• [INSTRUCTIONS FOR THE TASK]: Look through the entries below. Report each line that has the word "HashMap" in it.

Items from a dataset:

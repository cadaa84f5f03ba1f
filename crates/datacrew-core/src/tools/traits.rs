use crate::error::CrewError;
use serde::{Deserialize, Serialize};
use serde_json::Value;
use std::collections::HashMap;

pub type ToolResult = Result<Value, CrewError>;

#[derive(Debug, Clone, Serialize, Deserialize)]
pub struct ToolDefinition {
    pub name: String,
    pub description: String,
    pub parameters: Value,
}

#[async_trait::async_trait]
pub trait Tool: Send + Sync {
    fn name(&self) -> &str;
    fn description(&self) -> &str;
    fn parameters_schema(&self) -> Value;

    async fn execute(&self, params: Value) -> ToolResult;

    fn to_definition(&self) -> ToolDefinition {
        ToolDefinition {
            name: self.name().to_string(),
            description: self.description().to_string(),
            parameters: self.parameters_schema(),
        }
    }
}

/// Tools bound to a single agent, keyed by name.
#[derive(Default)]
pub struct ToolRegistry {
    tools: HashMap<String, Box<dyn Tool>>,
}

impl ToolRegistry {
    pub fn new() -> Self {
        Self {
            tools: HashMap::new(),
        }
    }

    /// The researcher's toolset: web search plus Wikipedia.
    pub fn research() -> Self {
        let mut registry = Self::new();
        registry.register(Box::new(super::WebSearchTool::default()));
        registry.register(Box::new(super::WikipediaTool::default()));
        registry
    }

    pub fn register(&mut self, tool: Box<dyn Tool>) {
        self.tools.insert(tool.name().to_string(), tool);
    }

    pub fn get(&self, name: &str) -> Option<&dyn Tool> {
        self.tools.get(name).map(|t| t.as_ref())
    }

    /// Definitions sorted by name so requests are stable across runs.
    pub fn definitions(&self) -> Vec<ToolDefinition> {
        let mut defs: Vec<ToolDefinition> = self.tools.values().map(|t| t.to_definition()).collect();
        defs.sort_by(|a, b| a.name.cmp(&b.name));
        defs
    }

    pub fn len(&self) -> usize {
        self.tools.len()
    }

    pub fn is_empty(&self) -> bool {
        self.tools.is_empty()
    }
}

• [YOUR RESPONSE]:
use std::collections::HashMap;
    tools: HashMap<String, Box<dyn Tool>>,
            tools: HashMap::new(),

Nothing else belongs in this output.